# [AIM OF THE EXERCISE]
Filter the data for "hours" and copy matching lines.

[PROVIDED MATERIAL]

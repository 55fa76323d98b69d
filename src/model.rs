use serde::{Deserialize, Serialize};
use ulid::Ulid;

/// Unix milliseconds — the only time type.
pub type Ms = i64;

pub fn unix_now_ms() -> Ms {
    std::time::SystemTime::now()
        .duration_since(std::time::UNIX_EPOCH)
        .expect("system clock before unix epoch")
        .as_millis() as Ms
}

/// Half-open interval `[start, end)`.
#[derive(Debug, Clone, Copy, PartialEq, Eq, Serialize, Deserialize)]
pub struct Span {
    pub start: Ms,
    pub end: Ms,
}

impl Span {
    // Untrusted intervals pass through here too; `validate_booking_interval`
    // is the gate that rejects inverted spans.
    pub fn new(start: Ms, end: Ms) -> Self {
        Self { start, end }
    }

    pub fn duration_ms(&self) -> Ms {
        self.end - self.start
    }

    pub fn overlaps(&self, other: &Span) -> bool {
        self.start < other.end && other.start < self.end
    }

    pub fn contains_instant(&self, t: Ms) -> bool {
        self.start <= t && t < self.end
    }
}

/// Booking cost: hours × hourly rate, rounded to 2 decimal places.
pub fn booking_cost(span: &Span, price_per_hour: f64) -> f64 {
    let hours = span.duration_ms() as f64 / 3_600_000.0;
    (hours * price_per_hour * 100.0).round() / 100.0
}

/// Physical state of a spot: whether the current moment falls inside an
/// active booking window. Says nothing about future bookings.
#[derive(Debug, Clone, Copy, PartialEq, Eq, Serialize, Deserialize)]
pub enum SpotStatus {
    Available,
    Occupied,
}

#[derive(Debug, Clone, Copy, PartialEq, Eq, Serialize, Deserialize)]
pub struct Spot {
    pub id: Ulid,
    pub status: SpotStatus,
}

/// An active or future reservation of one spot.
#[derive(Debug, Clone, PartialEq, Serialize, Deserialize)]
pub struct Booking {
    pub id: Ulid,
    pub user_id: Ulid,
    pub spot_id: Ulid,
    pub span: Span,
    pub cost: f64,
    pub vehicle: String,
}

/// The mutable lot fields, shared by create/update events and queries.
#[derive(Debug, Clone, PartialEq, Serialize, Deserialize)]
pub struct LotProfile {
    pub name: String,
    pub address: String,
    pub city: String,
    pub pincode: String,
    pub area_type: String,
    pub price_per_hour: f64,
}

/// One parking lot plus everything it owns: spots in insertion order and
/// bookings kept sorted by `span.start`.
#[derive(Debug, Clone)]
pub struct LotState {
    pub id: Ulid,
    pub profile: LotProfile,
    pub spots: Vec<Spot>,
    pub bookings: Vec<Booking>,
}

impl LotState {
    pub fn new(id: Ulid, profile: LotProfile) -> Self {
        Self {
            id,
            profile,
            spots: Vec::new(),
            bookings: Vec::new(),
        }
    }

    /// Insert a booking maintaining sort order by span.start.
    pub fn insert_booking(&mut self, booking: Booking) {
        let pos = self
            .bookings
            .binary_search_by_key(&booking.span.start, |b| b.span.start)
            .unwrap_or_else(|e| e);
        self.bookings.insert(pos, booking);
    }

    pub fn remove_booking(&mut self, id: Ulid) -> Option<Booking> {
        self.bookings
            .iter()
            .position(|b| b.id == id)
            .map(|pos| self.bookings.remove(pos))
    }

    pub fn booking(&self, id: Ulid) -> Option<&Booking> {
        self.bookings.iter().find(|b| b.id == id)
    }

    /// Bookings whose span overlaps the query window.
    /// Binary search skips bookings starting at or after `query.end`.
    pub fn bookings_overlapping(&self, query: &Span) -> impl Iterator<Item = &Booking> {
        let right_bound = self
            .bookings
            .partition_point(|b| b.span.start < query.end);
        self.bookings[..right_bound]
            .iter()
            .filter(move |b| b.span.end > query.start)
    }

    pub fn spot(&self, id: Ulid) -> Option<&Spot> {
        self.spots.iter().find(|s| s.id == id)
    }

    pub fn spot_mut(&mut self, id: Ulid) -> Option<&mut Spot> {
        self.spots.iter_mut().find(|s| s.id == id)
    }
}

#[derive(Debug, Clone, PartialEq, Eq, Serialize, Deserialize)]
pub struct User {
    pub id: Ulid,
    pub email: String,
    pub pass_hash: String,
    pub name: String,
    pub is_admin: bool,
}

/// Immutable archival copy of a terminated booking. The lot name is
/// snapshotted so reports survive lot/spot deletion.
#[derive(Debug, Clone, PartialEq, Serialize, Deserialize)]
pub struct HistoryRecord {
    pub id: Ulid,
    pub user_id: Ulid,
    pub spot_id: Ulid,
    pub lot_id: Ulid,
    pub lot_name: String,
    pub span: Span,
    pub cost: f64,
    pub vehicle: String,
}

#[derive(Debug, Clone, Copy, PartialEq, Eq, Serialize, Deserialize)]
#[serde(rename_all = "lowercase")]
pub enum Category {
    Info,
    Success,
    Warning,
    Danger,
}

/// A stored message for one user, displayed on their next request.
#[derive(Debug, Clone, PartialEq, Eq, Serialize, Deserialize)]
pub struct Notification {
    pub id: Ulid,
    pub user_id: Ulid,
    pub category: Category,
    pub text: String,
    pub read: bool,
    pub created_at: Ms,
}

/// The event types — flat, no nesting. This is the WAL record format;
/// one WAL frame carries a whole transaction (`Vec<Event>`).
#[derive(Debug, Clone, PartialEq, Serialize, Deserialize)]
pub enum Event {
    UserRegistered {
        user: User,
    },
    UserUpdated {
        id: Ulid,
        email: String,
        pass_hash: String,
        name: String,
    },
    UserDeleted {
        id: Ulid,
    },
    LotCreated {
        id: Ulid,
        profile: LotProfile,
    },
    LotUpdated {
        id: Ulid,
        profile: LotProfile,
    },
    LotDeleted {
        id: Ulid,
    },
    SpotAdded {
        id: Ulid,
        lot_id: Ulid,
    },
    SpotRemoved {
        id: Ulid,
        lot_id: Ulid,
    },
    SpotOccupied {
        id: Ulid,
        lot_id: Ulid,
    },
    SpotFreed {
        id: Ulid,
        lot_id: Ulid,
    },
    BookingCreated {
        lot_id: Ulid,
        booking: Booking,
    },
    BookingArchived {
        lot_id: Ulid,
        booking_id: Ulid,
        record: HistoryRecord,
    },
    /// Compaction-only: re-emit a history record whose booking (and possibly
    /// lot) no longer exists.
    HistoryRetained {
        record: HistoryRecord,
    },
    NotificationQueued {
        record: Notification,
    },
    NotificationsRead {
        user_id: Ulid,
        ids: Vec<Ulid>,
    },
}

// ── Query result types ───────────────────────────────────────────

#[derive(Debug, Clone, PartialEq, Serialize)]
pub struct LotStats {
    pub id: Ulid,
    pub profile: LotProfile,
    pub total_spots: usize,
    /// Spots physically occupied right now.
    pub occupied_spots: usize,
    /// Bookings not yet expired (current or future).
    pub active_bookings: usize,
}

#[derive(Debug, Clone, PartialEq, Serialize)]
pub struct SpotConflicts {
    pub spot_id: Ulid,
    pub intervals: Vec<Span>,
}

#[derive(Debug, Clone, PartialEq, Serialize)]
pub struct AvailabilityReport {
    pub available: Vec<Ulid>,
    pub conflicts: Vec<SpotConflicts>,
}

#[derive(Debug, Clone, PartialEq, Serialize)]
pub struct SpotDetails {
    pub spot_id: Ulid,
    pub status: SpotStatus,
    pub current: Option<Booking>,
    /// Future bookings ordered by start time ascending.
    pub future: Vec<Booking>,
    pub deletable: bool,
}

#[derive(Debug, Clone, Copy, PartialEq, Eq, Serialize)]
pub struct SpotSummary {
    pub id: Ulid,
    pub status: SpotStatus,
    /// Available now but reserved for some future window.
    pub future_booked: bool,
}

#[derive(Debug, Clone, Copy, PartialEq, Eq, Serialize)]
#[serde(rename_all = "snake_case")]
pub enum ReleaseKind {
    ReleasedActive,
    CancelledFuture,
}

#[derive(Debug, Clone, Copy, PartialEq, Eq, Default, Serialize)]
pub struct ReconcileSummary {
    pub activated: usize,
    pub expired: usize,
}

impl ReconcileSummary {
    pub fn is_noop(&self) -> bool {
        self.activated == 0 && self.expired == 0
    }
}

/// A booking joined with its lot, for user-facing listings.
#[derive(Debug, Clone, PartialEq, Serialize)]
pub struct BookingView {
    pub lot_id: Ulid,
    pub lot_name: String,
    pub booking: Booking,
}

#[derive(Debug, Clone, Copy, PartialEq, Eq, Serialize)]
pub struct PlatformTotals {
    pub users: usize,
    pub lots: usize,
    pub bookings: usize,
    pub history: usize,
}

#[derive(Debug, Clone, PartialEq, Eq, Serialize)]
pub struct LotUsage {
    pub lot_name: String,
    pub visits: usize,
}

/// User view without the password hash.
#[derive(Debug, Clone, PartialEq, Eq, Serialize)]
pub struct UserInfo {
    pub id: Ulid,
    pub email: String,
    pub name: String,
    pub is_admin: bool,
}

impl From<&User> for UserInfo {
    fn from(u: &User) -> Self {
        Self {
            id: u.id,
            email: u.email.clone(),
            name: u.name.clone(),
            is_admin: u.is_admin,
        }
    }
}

[/PROVIDED MATERIAL]

# [FINISHED TASK]
/// Booking cost: hours × hourly rate, rounded to 2 decimal places.
    let hours = span.duration_ms() as f64 / 3_600_000.0;
    (hours * price_per_hour * 100.0).round() / 100.0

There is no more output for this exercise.